A 1.ª instância julgou procedente a reconvenção.

Todavia a Relação, declarando que a autora é a legítima proprietária do prédio urbano que reivindica, absolveu a demandante do pedido reconvencional contra ela deduzido pela demandada:

 - Se é indesmentível que a posse, mantida pelas entidades cuja situação jurídica é actualmente detida pela Ré, começou por ser titulada, pacífica e de boa-fé, pois “no dia 08.04.1988, foi lavrado, nos autos de falência, um termo de entrega de bens, nos termos do qual o então administrador da falência entregou à sociedade «DD - Produtos Farmacêuticos, L.da», todos os bens que se encontravam apreendidos para a massa falida de «Laboratórios AA, Lda», e que se encontram descritos nos autos de arrolamento junto ao processo, conforme doc. de fls. 95”, menos verdade não é que "na sequência de um requerimento apresentado pela falida, ora A., em 27.11.1989, nos autos de falência, e dos acórdãos proferidos, em 13.02.1992, pelo Tribunal da Relação de Lisboa, e em 10.12.1992 pelo STJ, foram, por despacho de 09.07.1993, transitado em julgado, declarados anulados todos os trâmites processuais posteriores aos despachos de 17.07.1987 a que se alude nas als O) e P), conforme doc. de fls. 139 a 165 e certidões referidas", pelo menos desde 10.12.1992 (data do acórdão proferido pelo STJ) e, no máximo, a partir de 09.07.1993 (data do despacho proferido pelo Tribunal de l.ª instância), que essa posse passou a ser não titulada, não pacífica e de má-fé, e, mais do que isso, após 02.01.2002 deixou mesmo de ser posse para passar a ser uma mera detenção, ainda por cima ilícita porque em patente violação de um auto de arrolamento e apreensão de bens determinado por decisão judicial transitada em julgado.

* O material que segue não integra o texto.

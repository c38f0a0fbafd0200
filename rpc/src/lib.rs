//! HTTP API for the voting service.
//!
//! Exposes registration, approval, and vote casting, plus the audit
//! surface (`/state`, `/verifiable-tx`) that external auditors verify the
//! ledger through.

pub mod error;
pub mod handlers;
pub mod server;

pub use error::RpcError;
pub use server::{router, AppState, RpcServer};
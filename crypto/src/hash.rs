//! Blake2b hashing.

use blake2::digest::consts::U32;
use blake2::{Blake2b, Digest};

type Blake2b256 = Blake2b<U32>;

/// Compute a 256-bit Blake2b hash of arbitrary data.
pub fn blake2b_256(data: &[u8]) -> [u8; 32] {
    let mut hasher = Blake2b256::new();
    hasher.update(data);
    let result = hasher.finalize();
    let mut output = [0u8; 32];
    output.copy_from_slice(&result);
    output
}

/// Hash multiple byte slices in sequence (avoids concatenation allocation).
pub fn blake2b_256_multi(parts: &[&[u8]]) -> [u8; 32] {
    let mut hasher = Blake2b256::new();
    for part in parts {
        hasher.update(part);
    }
    let result = hasher.finalize();
    let mut output = [0u8; 32];
    output.copy_from_slice(&result);
    output
}
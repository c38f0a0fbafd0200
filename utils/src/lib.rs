//! Shared utilities for the verivote services.

pub mod logging;

pub use logging::init_tracing;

A consciência que a parte poderá ou não ter sobre a ilicitude da sua conduta é irrelevante porque a certeza e a segurança do comércio jurídico e o princípio da tutela da confiança impõe que os julgamentos sejam feitos não a partir do que sabe ou não sabe uma qualquer pessoa física - ou seja do real declaratário (e da boa ou má fé individual do mesmo) - mas sim do que era exigível que soubesse (art.º 6.° do Código Civil) porque seria necessariamente essa a convicção do declaratório normal colocado na posição do real declaratário (idem, art.º 236.° do Código Civil); e, porque assim é, nesse dia 02.01.2002 não havia ainda decorrido o período de tempo previsto na alínea b) do art.º 1249.º do Código Civil, há razão para se declarar e decretar que a ré não adquiriu por usucapião a propriedade do imóvel dos autos - conclui a Relação.

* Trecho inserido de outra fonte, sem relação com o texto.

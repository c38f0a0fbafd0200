//! The verified-read engine.

use crate::cache::CheckpointStore;
use crate::error::VerifyError;
use std::sync::{Arc, Mutex};
use tracing::debug;
use verivote_crypto::{leaf_digest_kv, leaf_digest_reference};
use verivote_store::{retry, verify_dual_proof, verify_inclusion, Entry, LedgerStore};
use verivote_types::Checkpoint;

/// Reads entries with cryptographic assurance, advancing a trusted
/// checkpoint on every successful verification.
///
/// The cache mutex brackets the whole load-verify-save cycle: two
/// concurrent verified reads can never interleave one's load of the old
/// checkpoint with the other's save of the new one. The guard is dropped
/// on every exit path, so a failed verification leaves the cache locked-in
/// state unchanged and the lock released.
pub struct VerifiedReader<C: CheckpointStore> {
    store: Arc<dyn LedgerStore>,
    cache: Mutex<C>,
}

impl<C: CheckpointStore> VerifiedReader<C> {
    pub fn new(store: Arc<dyn LedgerStore>, cache: C) -> Self {
        Self {
            store,
            cache: Mutex::new(cache),
        }
    }

    /// Fetch `key` together with proofs anchored at the cached checkpoint,
    /// verify them, and advance the checkpoint.
    ///
    /// Store errors surface unmodified; any proof failure is
    /// [`VerifyError::CorruptedData`] and never advances the cache.
    pub fn verified_get(&self, key: &[u8]) -> Result<Entry, VerifyError> {
        let mut cache = self.cache.lock().expect("checkpoint cache mutex poisoned");

        let trusted = cache.load()?.unwrap_or_else(Checkpoint::genesis);

        let bundle = retry::execute(self.store.as_ref(), |s| {
            s.verifiable_entry(key, trusted.tx_id)
        })?;
        let entry = &bundle.entry;

        // The committed leaf differs for direct and alias-fetched entries;
        // the wrong encoding simply fails the inclusion check below.
        let leaf = match &entry.referenced_by {
            None => leaf_digest_kv(&entry.key, &entry.value),
            Some(r) => leaf_digest_reference(&r.key, &entry.key, r.at_tx),
        };
        let entry_tx = entry.proof_tx_id();

        // The verified key may have been committed before or after the last
        // trusted checkpoint; read the proof from the matching side.
        let (entries_digest, source_id, source_alh, target_id, target_alh) =
            if trusted.tx_id <= entry_tx {
                (
                    bundle.dual.target_tx.entries_digest,
                    trusted.tx_id,
                    trusted.digest,
                    entry_tx,
                    bundle.dual.target_tx.alh(),
                )
            } else {
                (
                    bundle.dual.source_tx.entries_digest,
                    entry_tx,
                    bundle.dual.source_tx.alh(),
                    trusted.tx_id,
                    trusted.digest,
                )
            };

        if !verify_inclusion(&bundle.inclusion, &leaf, &entries_digest) {
            return Err(VerifyError::CorruptedData);
        }
        if !verify_dual_proof(&bundle.dual, source_id, target_id, &source_alh, &target_alh) {
            return Err(VerifyError::CorruptedData);
        }

        let mut advanced = Checkpoint::new(target_id, target_alh);
        advanced.signature = bundle.signature.clone();
        cache.save(&advanced)?;
        debug!(tx_id = target_id, "advanced trusted checkpoint");

        Ok(bundle.entry)
    }

    /// The currently trusted checkpoint, if any.
    pub fn trusted_checkpoint(&self) -> Result<Option<Checkpoint>, VerifyError> {
        let mut cache = self.cache.lock().expect("checkpoint cache mutex poisoned");
        Ok(cache.load()?)
    }
}

#[cfg(test)]
mod tests {
    use super::*;
    use crate::cache::MemoryCheckpointStore;
    use verivote_store::{StoreError, VerifiableEntry, WriteOp};
    use verivote_store_mem::MemoryLedger;
    use verivote_types::RootDigest;

    fn put(key: &[u8], value: &[u8]) -> WriteOp {
        WriteOp::Put {
            key: key.to_vec(),
            value: value.to_vec(),
        }
    }

    fn reference(key: &[u8], target: &[u8]) -> WriteOp {
        WriteOp::Reference {
            key: key.to_vec(),
            referenced_key: target.to_vec(),
        }
    }

    #[test]
    fn first_read_establishes_trust() {
        let ledger = Arc::new(MemoryLedger::new());
        ledger.atomic_batch(&[put(b"k1", b"v1")]).unwrap();

        let reader = VerifiedReader::new(ledger.clone(), MemoryCheckpointStore::new());
        let entry = reader.verified_get(b"k1").unwrap();
        assert_eq!(entry.value, b"v1");

        let cp = reader.trusted_checkpoint().unwrap().unwrap();
        assert_eq!(cp.tx_id, 1);
        assert!(!cp.digest.is_zero());
    }

    #[test]
    fn checkpoint_advances_monotonically() {
        let ledger = Arc::new(MemoryLedger::new());
        let reader = VerifiedReader::new(ledger.clone(), MemoryCheckpointStore::new());

        ledger.atomic_batch(&[put(b"a", b"1")]).unwrap();
        reader.verified_get(b"a").unwrap();
        let first = reader.trusted_checkpoint().unwrap().unwrap().tx_id;

        ledger.atomic_batch(&[put(b"b", b"2")]).unwrap();
        ledger.atomic_batch(&[put(b"c", b"3")]).unwrap();
        reader.verified_get(b"c").unwrap();
        let second = reader.trusted_checkpoint().unwrap().unwrap().tx_id;

        assert_eq!(first, 1);
        assert_eq!(second, 3);
    }

    #[test]
    fn older_entry_verifies_via_reversed_branch() {
        let ledger = Arc::new(MemoryLedger::new());
        ledger.atomic_batch(&[put(b"old", b"1")]).unwrap();
        ledger.atomic_batch(&[put(b"mid", b"2")]).unwrap();
        ledger.atomic_batch(&[put(b"new", b"3")]).unwrap();

        let reader = VerifiedReader::new(ledger.clone(), MemoryCheckpointStore::new());
        reader.verified_get(b"new").unwrap();
        assert_eq!(reader.trusted_checkpoint().unwrap().unwrap().tx_id, 3);

        // Entry committed at tx 1, trusted checkpoint at tx 3: the entry's
        // commit is the proof's source and the checkpoint the target.
        let entry = reader.verified_get(b"old").unwrap();
        assert_eq!(entry.value, b"1");
        // No downgrade.
        assert_eq!(reader.trusted_checkpoint().unwrap().unwrap().tx_id, 3);
    }

    #[test]
    fn alias_entries_verify_with_reference_encoding() {
        let ledger = Arc::new(MemoryLedger::new());
        ledger
            .atomic_batch(&[put(b"voter:v1", b"record"), reference(b"citizen:C1", b"voter:v1")])
            .unwrap();

        let reader = VerifiedReader::new(ledger.clone(), MemoryCheckpointStore::new());
        let entry = reader.verified_get(b"citizen:C1").unwrap();
        assert_eq!(entry.key, b"voter:v1");
        assert!(entry.referenced_by.is_some());
    }

    /// Wraps a real ledger and flips one bit in the requested proof part.
    struct TamperingLedger {
        inner: MemoryLedger,
        mode: TamperMode,
    }

    #[derive(Clone, Copy)]
    enum TamperMode {
        InclusionPath,
        DualChain,
    }

    impl LedgerStore for TamperingLedger {
        fn get(&self, key: &[u8], at_tx: u64) -> Result<Entry, StoreError> {
            self.inner.get(key, at_tx)
        }
        fn scan(
            &self,
            prefix: &[u8],
            limit: usize,
            seek_key: Option<&[u8]>,
            descending: bool,
        ) -> Result<Vec<Entry>, StoreError> {
            self.inner.scan(prefix, limit, seek_key, descending)
        }
        fn history(
            &self,
            key: &[u8],
            offset: usize,
            limit: usize,
        ) -> Result<Vec<Entry>, StoreError> {
            self.inner.history(key, offset, limit)
        }
        fn atomic_batch(&self, ops: &[WriteOp]) -> Result<u64, StoreError> {
            self.inner.atomic_batch(ops)
        }
        fn current_checkpoint(&self) -> Result<verivote_types::Checkpoint, StoreError> {
            self.inner.current_checkpoint()
        }
        fn verifiable_entry(
            &self,
            key: &[u8],
            prove_since_tx: u64,
        ) -> Result<VerifiableEntry, StoreError> {
            let mut bundle = self.inner.verifiable_entry(key, prove_since_tx)?;
            match self.mode {
                TamperMode::InclusionPath => {
                    if let Some(first) = bundle.inclusion.path.first_mut() {
                        let mut bytes = *first.as_bytes();
                        bytes[0] ^= 0x01;
                        *first = RootDigest::new(bytes);
                    } else {
                        // Single-leaf tree: corrupt the value instead, so
                        // the recomputed leaf no longer matches the root.
                        bundle.entry.value.push(0xFF);
                    }
                }
                TamperMode::DualChain => {
                    if let Some(meta) = bundle.dual.chain.first_mut() {
                        let mut bytes = *meta.entries_digest.as_bytes();
                        bytes[0] ^= 0x01;
                        meta.entries_digest = RootDigest::new(bytes);
                    }
                }
            }
            Ok(bundle)
        }
        fn verifiable_tx(
            &self,
            target_tx: u64,
            source_tx: u64,
        ) -> Result<verivote_store::DualProof, StoreError> {
            self.inner.verifiable_tx(target_tx, source_tx)
        }
    }

    fn tampered(mode: TamperMode) -> TamperingLedger {
        let inner = MemoryLedger::new();
        inner
            .atomic_batch(&[put(b"k1", b"v1"), put(b"k2", b"v2")])
            .unwrap();
        inner.atomic_batch(&[put(b"k3", b"v3")]).unwrap();
        TamperingLedger { inner, mode }
    }

    #[test]
    fn tampered_inclusion_proof_is_corrupted_data() {
        let reader = VerifiedReader::new(
            Arc::new(tampered(TamperMode::InclusionPath)),
            MemoryCheckpointStore::new(),
        );
        let err = reader.verified_get(b"k1").unwrap_err();
        assert!(matches!(err, VerifyError::CorruptedData));
        assert!(err.is_fatal());
        // The cache never advanced.
        assert!(reader.trusted_checkpoint().unwrap().is_none());
    }

    #[test]
    fn tampered_dual_proof_is_corrupted_data() {
        let reader = VerifiedReader::new(
            Arc::new(tampered(TamperMode::DualChain)),
            MemoryCheckpointStore::new(),
        );
        let err = reader.verified_get(b"k3").unwrap_err();
        assert!(matches!(err, VerifyError::CorruptedData));
        assert!(reader.trusted_checkpoint().unwrap().is_none());
    }

    #[test]
    fn missing_key_surfaces_store_error() {
        let ledger = Arc::new(MemoryLedger::new());
        ledger.atomic_batch(&[put(b"k", b"v")]).unwrap();
        let reader = VerifiedReader::new(ledger, MemoryCheckpointStore::new());
        let err = reader.verified_get(b"absent").unwrap_err();
        assert!(matches!(err, VerifyError::Store(StoreError::NotFound(_))));
    }
}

É contra esta decisão que a ré/recorrente se insurge.

Apontando ao acórdão recorrido a nulidade prescrita no artigo 615.º, n.º1, alínea b), C.P.Civil (falta de fundamentação), argumenta a recorrente "BB - Produtos Farmacêuticos, SA" que tem justo título de posse (a entrega judicial do imóvel realizada em 1988 e resultante da homologação do acordo de credores), momento a partir do qual se constituiu legítima proprietária do imóvel e, ininterruptamente, o vem possuindo.

    

Não obstante a existência da posterior anulação dos actos processuais do processo de falência, e, por isso, se ter tornado inválido o título de aquisição – prossegue a recorrente - a posse continuou a permanecer titulada; e só em Janeiro de 2011 é que a recorrida veio contestar tal posse, isto é, volvidos mais de vinte anos desde que a recorrente exercia a posse sobre o imóvel em disputa nos presentes autos.

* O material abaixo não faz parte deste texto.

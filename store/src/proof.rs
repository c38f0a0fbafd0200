//! Proof objects and their verification.
//!
//! The ledger's commitment scheme is an accumulated linear hash (alh):
//! every transaction `i` commits a Merkle tree over its entries (root
//! `entries_digest`) and chains `alh_i = H(i || alh_{i-1} || entries_digest)`.
//! Transaction 0 is the synthetic genesis with a zero digest, so a client
//! that has trusted nothing yet verifies uniformly from source 0.
//!
//! Verification never trusts a digest the server merely claims: both proof
//! endpoints are recomputed from the metadata inside the proof and compared
//! against the values the caller already trusts.

use serde::{Deserialize, Serialize};
use verivote_crypto::{blake2b_256_multi, verify_audit_path};
use verivote_types::RootDigest;

/// Per-transaction metadata, sufficient to recompute the transaction's alh.
#[derive(Clone, Debug, PartialEq, Eq, Serialize, Deserialize)]
pub struct TxMetadata {
    pub tx_id: u64,
    /// Alh of the preceding transaction.
    pub prev_alh: RootDigest,
    /// Merkle root over this transaction's entry leaf digests.
    pub entries_digest: RootDigest,
}

impl TxMetadata {
    /// The synthetic genesis metadata (transaction 0).
    pub fn genesis() -> Self {
        Self {
            tx_id: 0,
            prev_alh: RootDigest::ZERO,
            entries_digest: RootDigest::ZERO,
        }
    }

    /// Recompute this transaction's accumulated linear hash.
    pub fn alh(&self) -> RootDigest {
        if self.tx_id == 0 {
            return RootDigest::ZERO;
        }
        RootDigest::new(blake2b_256_multi(&[
            &self.tx_id.to_be_bytes(),
            self.prev_alh.as_bytes(),
            self.entries_digest.as_bytes(),
        ]))
    }
}

/// Proof that a leaf digest is present in one transaction's entry tree.
#[derive(Clone, Debug, PartialEq, Eq, Serialize, Deserialize)]
pub struct InclusionProof {
    pub leaf_index: u32,
    pub width: u32,
    pub path: Vec<RootDigest>,
}

/// Proof that the target checkpoint's history is an append-only extension
/// of the source checkpoint's.
///
/// Carries both endpoints' metadata plus the linear metadata chain
/// `(source, target]`, so a verifier can recompute every digest involved.
#[derive(Clone, Debug, PartialEq, Eq, Serialize, Deserialize)]
pub struct DualProof {
    pub source_tx: TxMetadata,
    pub target_tx: TxMetadata,
    /// Metadata for every transaction in `(source_tx, target_tx]`, in order.
    pub chain: Vec<TxMetadata>,
}

/// Verify that `leaf` is included in the entry tree with root `entries_digest`.
pub fn verify_inclusion(
    proof: &InclusionProof,
    leaf: &RootDigest,
    entries_digest: &RootDigest,
) -> bool {
    verify_audit_path(
        leaf,
        proof.leaf_index as usize,
        proof.width as usize,
        &proof.path,
        entries_digest,
    )
}

/// Verify that the checkpoint `(source_id, source_alh)` is consistently
/// extended by `(target_id, target_alh)`.
///
/// Both endpoint digests are recomputed from the proof's own metadata and
/// compared against the caller-supplied values; the chain in between must
/// link hash-to-hash with consecutive transaction ids.
pub fn verify_dual_proof(
    proof: &DualProof,
    source_id: u64,
    target_id: u64,
    source_alh: &RootDigest,
    target_alh: &RootDigest,
) -> bool {
    if source_id > target_id {
        return false;
    }
    if proof.source_tx.tx_id != source_id || proof.target_tx.tx_id != target_id {
        return false;
    }
    if proof.source_tx.alh() != *source_alh || proof.target_tx.alh() != *target_alh {
        return false;
    }
    if source_id == target_id {
        return proof.chain.is_empty() && source_alh == target_alh;
    }
    if proof.chain.len() as u64 != target_id - source_id {
        return false;
    }
    let mut running = *source_alh;
    let mut expected_id = source_id;
    for meta in &proof.chain {
        expected_id += 1;
        if meta.tx_id != expected_id || meta.prev_alh != running {
            return false;
        }
        running = meta.alh();
    }
    running == *target_alh
}
//! HTTP client for the ledger's public state and proof endpoints, and the
//! audit loop built on top of it.

use crate::error::AuditError;
use crate::verdict::{assess, needs_proof, Outcome, Verdict};
use base64::engine::general_purpose::STANDARD as BASE64;
use base64::Engine;
use serde::Deserialize;
use tracing::{error, info};
use verivote_store::DualProof;
use verivote_types::{Checkpoint, RootDigest};
use verivote_verify::CheckpointStore;

/// Wire shape of the `/state` endpoint.
#[derive(Debug, Deserialize)]
struct StateResponse {
    tx_id: u64,
    /// Base64-encoded 32-byte state digest.
    tx_hash: String,
    #[serde(default)]
    signature: Option<String>,
}

impl StateResponse {
    fn into_checkpoint(self) -> Result<Checkpoint, AuditError> {
        let hash = BASE64
            .decode(&self.tx_hash)
            .map_err(|e| AuditError::BadResponse(format!("tx_hash base64: {e}")))?;
        let digest = RootDigest::from_slice(&hash)
            .ok_or_else(|| AuditError::BadResponse("tx_hash is not 32 bytes".into()))?;
        let mut checkpoint = Checkpoint::new(self.tx_id, digest);
        if let Some(sig) = self.signature {
            let sig = BASE64
                .decode(&sig)
                .map_err(|e| AuditError::BadResponse(format!("signature base64: {e}")))?;
            checkpoint.signature = Some(sig);
        }
        Ok(checkpoint)
    }
}

/// Client for the ledger's audit-facing HTTP endpoints.
pub struct LedgerClient {
    base_url: String,
    client: reqwest::Client,
}

impl LedgerClient {
    pub fn new(base_url: &str) -> Self {
        Self {
            base_url: base_url.trim_end_matches('/').to_string(),
            client: reqwest::Client::new(),
        }
    }

    /// Fetch the server's current checkpoint claim. The claim is untrusted
    /// until a consistency proof against it verifies.
    pub async fn state(&self) -> Result<Checkpoint, AuditError> {
        let url = format!("{}/state", self.base_url);
        let resp: StateResponse = self.get_json(&url).await?;
        resp.into_checkpoint()
    }

    /// Fetch a consistency proof covering `(local_tx, server_tx]`.
    pub async fn consistency_proof(
        &self,
        server_tx: u64,
        local_tx: u64,
    ) -> Result<DualProof, AuditError> {
        let url = format!(
            "{}/verifiable-tx?server_tx={server_tx}&local_tx={local_tx}",
            self.base_url
        );
        self.get_json(&url).await
    }

    async fn get_json<T: serde::de::DeserializeOwned>(&self, url: &str) -> Result<T, AuditError> {
        let resp = self
            .client
            .get(url)
            .timeout(std::time::Duration::from_secs(10))
            .send()
            .await?;

        if !resp.status().is_success() {
            return Err(AuditError::BadResponse(format!(
                "HTTP {} from {}",
                resp.status(),
                url
            )));
        }

        Ok(resp.json().await?)
    }
}

/// Periodic auditor: fetches the server's state, verifies it extends the
/// last audited state, and records the new baseline.
pub struct Auditor<C: CheckpointStore> {
    client: LedgerClient,
    cache: C,
}

impl<C: CheckpointStore> Auditor<C> {
    pub fn new(client: LedgerClient, cache: C) -> Self {
        Self { client, cache }
    }

    /// Run one audit round.
    pub async fn run_once(&mut self) -> Result<Verdict, AuditError> {
        let local = self.cache.load()?;
        let server = self.client.state().await?;

        let proof = if needs_proof(local.as_ref(), &server) {
            let local_tx = local.as_ref().map(|l| l.tx_id).unwrap_or(0);
            Some(self.client.consistency_proof(server.tx_id, local_tx).await?)
        } else {
            None
        };

        let Outcome { verdict, persist } = assess(local.as_ref(), &server, proof.as_ref())?;

        match verdict {
            Verdict::FirstRun => {
                info!(tx_id = server.tx_id, "audit baseline recorded");
            }
            Verdict::TamperFree => {
                info!(tx_id = server.tx_id, "audit passed: ledger is tamper-free");
            }
            Verdict::Tampered => {
                error!(
                    server_tx = server.tx_id,
                    local_tx = local.as_ref().map(|l| l.tx_id).unwrap_or(0),
                    "audit FAILED: ledger state is inconsistent with audited history"
                );
            }
        }

        if let Some(checkpoint) = persist {
            self.cache.save(&checkpoint)?;
        }
        Ok(verdict)
    }
}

Com excepção do indeferimento da sua habilitação como cessionária dos acordos da falida por despacho de 25.03.2003, a recorrente não é parte no processo de falência e, por isso, não foi notificada de qualquer acto processual no âmbito destes autos; não lhe não podem, assim, ser atribuídos quaisquer efeitos referentemente ao que foi decidido no acórdão de 10.12.1992, no despacho do Tribunal de 1.ª instância de 09.07.1993 e no auto de arrolamento de bens verificado em 02.01.2002 (elaborado pelo senhor liquidatário).

Vejamos, então, se lhe assiste razão.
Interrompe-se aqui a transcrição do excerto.